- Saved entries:

//! Redis state store and queue backend.
//!
//! Key layout, with `<p>` the configured prefix:
//!
//! | key | type | contents |
//! |---|---|---|
//! | `<p>:meta:<call>` | string | JSON metadata for a call |
//! | `<p>:<unique_jobs_table>` | hash | dedup key -> latest job id |
//! | `<p>:<tracked_jobs_set>` | set | tracking tags |
//! | `<p>:queues` | set | queue names seen |
//! | `<p>:queue:<name>` | list | ready payloads |
//! | `<p>:delayed_queue_schedule` | zset | epoch second -> same |
//! | `<p>:delayed:<ts>` | list | scheduled items due at `ts` |
//! | `<p>:timestamps:<item>` | set | `delayed:<ts>` keys holding `item` |
//!
//! A scheduled item is the canonical JSON `{"payload": <envelope>, "queue": <name>}`,
//! so identical envelopes for the same queue map to the same reverse index.

use crate::config::DelayConfig;
use crate::envelope::{Envelope, canonicalize};
use crate::error::{JobError, JobResult};
use crate::traits::{QueueBackend, StateStore};
use async_trait::async_trait;
use chrono::{DateTime, Utc};
use delayed_log::{debug, warn};
use delayed_redis::RedisService;
use delayed_redis::redis::Script;
use serde::Deserialize;
use serde_json::json;
use std::sync::Arc;

/// [`StateStore`] over Redis hashes and sets.
#[derive(Clone)]
pub struct RedisStore {
    redis: Arc<RedisService>,
    config: DelayConfig,
}

impl RedisStore {
    /// Store writing under `config.key_prefix`.
    pub fn new(redis: Arc<RedisService>, config: DelayConfig) -> Self {
        Self { redis, config }
    }
}

#[async_trait]
impl StateStore for RedisStore {
    async fn value_set(&self, key: &str, value: &str) -> JobResult<()> {
        self.redis.set_value(&self.config.key(key), value).await?;
        Ok(())
    }

    async fn value_get(&self, key: &str) -> JobResult<Option<String>> {
        Ok(self.redis.get_value(&self.config.key(key)).await?)
    }

    async fn value_delete(&self, key: &str) -> JobResult<bool> {
        Ok(self.redis.del(&self.config.key(key)).await?)
    }

    async fn hash_set(&self, table: &str, field: &str, value: &str) -> JobResult<()> {
        self.redis.hset(&self.config.key(table), field, value).await?;
        Ok(())
    }

    async fn hash_get(&self, table: &str, field: &str) -> JobResult<Option<String>> {
        Ok(self.redis.hget(&self.config.key(table), field).await?)
    }

    async fn hash_delete(&self, table: &str, field: &str) -> JobResult<bool> {
        Ok(self.redis.hdel(&self.config.key(table), field).await?)
    }

    async fn set_add(&self, set: &str, member: &str) -> JobResult<bool> {
        Ok(self.redis.sadd(&self.config.key(set), member).await?)
    }

    async fn set_remove(&self, set: &str, member: &str) -> JobResult<bool> {
        Ok(self.redis.srem(&self.config.key(set), member).await?)
    }

    async fn set_contains(&self, set: &str, member: &str) -> JobResult<bool> {
        Ok(self.redis.sismember(&self.config.key(set), member).await?)
    }
}

#[derive(Deserialize)]
struct ScheduledItem {
    queue: String,
    payload: Envelope,
}

// KEYS: delayed list, reverse index, queue set, ready list.
// ARGV: scheduled item, `delayed:<ts>`, queue name, ready payload.
const PROMOTE_ITEM: &str = r#"
if redis.call('LREM', KEYS[1], 1, ARGV[1]) == 0 then
    return 0
end
redis.call('SREM', KEYS[2], ARGV[2])
redis.call('SADD', KEYS[3], ARGV[3])
redis.call('RPUSH', KEYS[4], ARGV[4])
return 1
"#;

/// [`QueueBackend`] using the resque-scheduler layout described above.
///
/// Promotion reads the head of a `delayed:<ts>` list, then moves it with
/// one Lua script that removes it from the list, clears its reverse index
/// entry and pushes the envelope onto the ready list. A dropped connection
/// leaves the item scheduled, and concurrent workers promote it once.
#[derive(Clone)]
pub struct RedisBackend {
    redis: Arc<RedisService>,
    config: DelayConfig,
    promote_script: Script,
}

impl RedisBackend {
    /// Backend writing under `config.key_prefix`.
    pub fn new(redis: Arc<RedisService>, config: DelayConfig) -> Self {
        Self {
            redis,
            config,
            promote_script: Script::new(PROMOTE_ITEM),
        }
    }

    fn queue_key(&self, queue: &str) -> String {
        self.config.key(&format!("queue:{}", queue))
    }

    fn schedule_key(&self) -> String {
        self.config.key("delayed_queue_schedule")
    }

    // Unprefixed; stored in the reverse index as-is.
    fn timestamp_suffix(ts: i64) -> String {
        format!("delayed:{}", ts)
    }

    fn timestamps_key(&self, item: &str) -> String {
        self.config.key(&format!("timestamps:{}", item))
    }

    fn scheduled_item(queue: &str, envelope: &Envelope) -> JobResult<String> {
        let item = canonicalize(json!({
            "queue": queue,
            "payload": envelope.to_canonical_value()?,
        }));
        serde_json::to_string(&item).map_err(|e| JobError::Serialization(e.to_string()))
    }

    /// Ready payloads on `queue`.
    pub async fn queue_size(&self, queue: &str) -> JobResult<u64> {
        Ok(self.redis.llen(&self.queue_key(queue)).await?)
    }

    /// Distinct timestamps with scheduled items.
    pub async fn schedule_size(&self) -> JobResult<u64> {
        Ok(self.redis.zcard(&self.schedule_key()).await?)
    }

    async fn promote_timestamp(&self, ts: i64) -> JobResult<usize> {
        let suffix = Self::timestamp_suffix(ts);
        let list_key = self.config.key(&suffix);
        let mut moved = 0;

        while let Some(item) = self.redis.lindex::<String>(&list_key, 0).await? {
            let timestamps_key = self.timestamps_key(&item);
            let scheduled: ScheduledItem = match serde_json::from_str(&item) {
                Ok(scheduled) => scheduled,
                Err(e) => {
                    warn!("Dropping unreadable scheduled item at {}: {}", ts, e);
                    let mut pipe = delayed_redis::redis::pipe();
                    pipe.atomic()
                        .lrem(&list_key, 1, &item)
                        .ignore()
                        .srem(&timestamps_key, &suffix)
                        .ignore();
                    self.redis.pipeline::<()>(&pipe).await?;
                    continue;
                }
            };

            let mut invocation = self.promote_script.prepare_invoke();
            invocation
                .key(&list_key)
                .key(&timestamps_key)
                .key(self.config.key("queues"))
                .key(self.queue_key(&scheduled.queue))
                .arg(&item)
                .arg(&suffix)
                .arg(&scheduled.queue)
                .arg(scheduled.payload.to_payload()?);

            // 0 when another worker promoted the same item first.
            let promoted: i64 = self.redis.invoke(&invocation).await?;
            if promoted == 1 {
                moved += 1;
            }
        }

        // An item scheduled for `ts` after the drain keeps its zset entry.
        if self.redis.llen(&list_key).await? == 0 {
            self.redis.zrem(&self.schedule_key(), ts).await?;
        }
        Ok(moved)
    }
}

#[async_trait]
impl QueueBackend for RedisBackend {
    async fn enqueue(&self, queue: &str, envelope: &Envelope) -> JobResult<()> {
        let mut pipe = delayed_redis::redis::pipe();
        pipe.atomic()
            .sadd(self.config.key("queues"), queue)
            .ignore()
            .rpush(self.queue_key(queue), envelope.to_payload()?)
            .ignore();
        self.redis.pipeline::<()>(&pipe).await?;
        Ok(())
    }

    async fn enqueue_at(
        &self,
        queue: &str,
        at: DateTime<Utc>,
        envelope: &Envelope,
    ) -> JobResult<()> {
        let ts = at.timestamp();
        let suffix = Self::timestamp_suffix(ts);
        let item = Self::scheduled_item(queue, envelope)?;

        let mut pipe = delayed_redis::redis::pipe();
        pipe.atomic()
            .rpush(self.config.key(&suffix), &item)
            .ignore()
            .zadd(self.schedule_key(), ts, ts)
            .ignore()
            .sadd(self.timestamps_key(&item), &suffix)
            .ignore();
        self.redis.pipeline::<()>(&pipe).await?;

        debug!("Scheduled {} on {} at {}", envelope.display_name(), queue, ts);
        Ok(())
    }

    async fn delayed_job_exists(&self, queue: &str, envelope: &Envelope) -> JobResult<bool> {
        let item = Self::scheduled_item(queue, envelope)?;
        Ok(self.redis.exists(&self.timestamps_key(&item)).await?)
    }

    async fn dequeue(&self, queue: &str) -> JobResult<Option<Envelope>> {
        let payload: Option<String> = self.redis.lpop(&self.queue_key(queue)).await?;
        payload.map(|p| Envelope::from_payload(&p)).transpose()
    }

    async fn promote_due(&self, now: DateTime<Utc>) -> JobResult<usize> {
        let due: Vec<i64> = self
            .redis
            .zrange_until(&self.schedule_key(), now.timestamp())
            .await?;

        let mut moved = 0;
        for ts in due {
            moved += self.promote_timestamp(ts).await?;
        }
        Ok(moved)
    }
}
//! Decoding envelope references back into live values.

use crate::error::JobResult;
use crate::reference::{Entity, Reference, Resolved};
use async_trait::async_trait;
use parking_lot::RwLock;
use serde_json::Value;
use std::collections::HashMap;
use std::sync::Arc;

/// Loads persisted entities by kind and id.
#[async_trait]
pub trait EntityResolver: Send + Sync {
    /// `Ok(None)` means the entity no longer exists.
    async fn resolve(&self, kind: &str, id: &str) -> JobResult<Option<Arc<dyn Entity>>>;
}

/// Result of decoding one wire value.
#[derive(Debug, Clone)]
pub enum Decoded {
    /// The value is ready to use.
    Found(Resolved),
    /// The referenced entity was removed after the job was enqueued.
    Gone(Reference),
}

/// Encodes references for the wire and decodes them through an
/// [`EntityResolver`].
#[derive(Clone)]
pub struct Codec {
    resolver: Arc<dyn EntityResolver>,
}

impl Codec {
    /// Create a codec over `resolver`.
    pub fn new(resolver: Arc<dyn EntityResolver>) -> Self {
        Self { resolver }
    }

    /// Encode a reference. See [`Reference::encode`].
    pub fn encode(reference: &Reference) -> JobResult<Value> {
        reference.encode()
    }

    /// Decode one wire value.
    pub async fn decode(&self, wire: &Value) -> JobResult<Decoded> {
        let decoded = match Reference::parse(wire) {
            Reference::Class(name) => Decoded::Found(Resolved::Class(name)),
            Reference::Value(value) => Decoded::Found(Resolved::Value(value)),
            Reference::Entity { kind, id } => match self.resolver.resolve(&kind, &id).await? {
                Some(entity) => Decoded::Found(Resolved::Entity(entity)),
                None => Decoded::Gone(Reference::Entity { kind, id }),
            },
        };
        Ok(decoded)
    }

    /// Decode a list, stopping at the first missing entity.
    pub async fn decode_all(&self, wire: &[Value]) -> JobResult<Result<Vec<Resolved>, Reference>> {
        let mut resolved = Vec::with_capacity(wire.len());
        for value in wire {
            match self.decode(value).await? {
                Decoded::Found(value) => resolved.push(value),
                Decoded::Gone(reference) => return Ok(Err(reference)),
            }
        }
        Ok(Ok(resolved))
    }
}

/// In-process entity resolver.
#[derive(Default)]
pub struct MemoryResolver {
    entities: RwLock<HashMap<(String, String), Arc<dyn Entity>>>,
}

impl MemoryResolver {
    /// Empty resolver.
    pub fn new() -> Self {
        Self::default()
    }

    /// Add or replace an entity.
    pub fn insert(&self, entity: Arc<dyn Entity>) {
        let key = (entity.kind().to_string(), entity.id());
        self.entities.write().insert(key, entity);
    }

    /// Remove an entity. Returns whether it existed.
    pub fn remove(&self, kind: &str, id: &str) -> bool {
        self.entities
            .write()
            .remove(&(kind.to_string(), id.to_string()))
            .is_some()
    }

    /// Look up without going through the async trait.
    pub fn get(&self, kind: &str, id: &str) -> Option<Arc<dyn Entity>> {
        self.entities
            .read()
            .get(&(kind.to_string(), id.to_string()))
            .cloned()
    }
}

#[async_trait]
impl EntityResolver for MemoryResolver {
    async fn resolve(&self, kind: &str, id: &str) -> JobResult<Option<Arc<dyn Entity>>> {
        Ok(self.get(kind, id))
    }
}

- What to do: For this exercise, return every line from the data that holds the string "write".

- Solution for this problem:
        self.entities.write().insert(key, entity);
            .write()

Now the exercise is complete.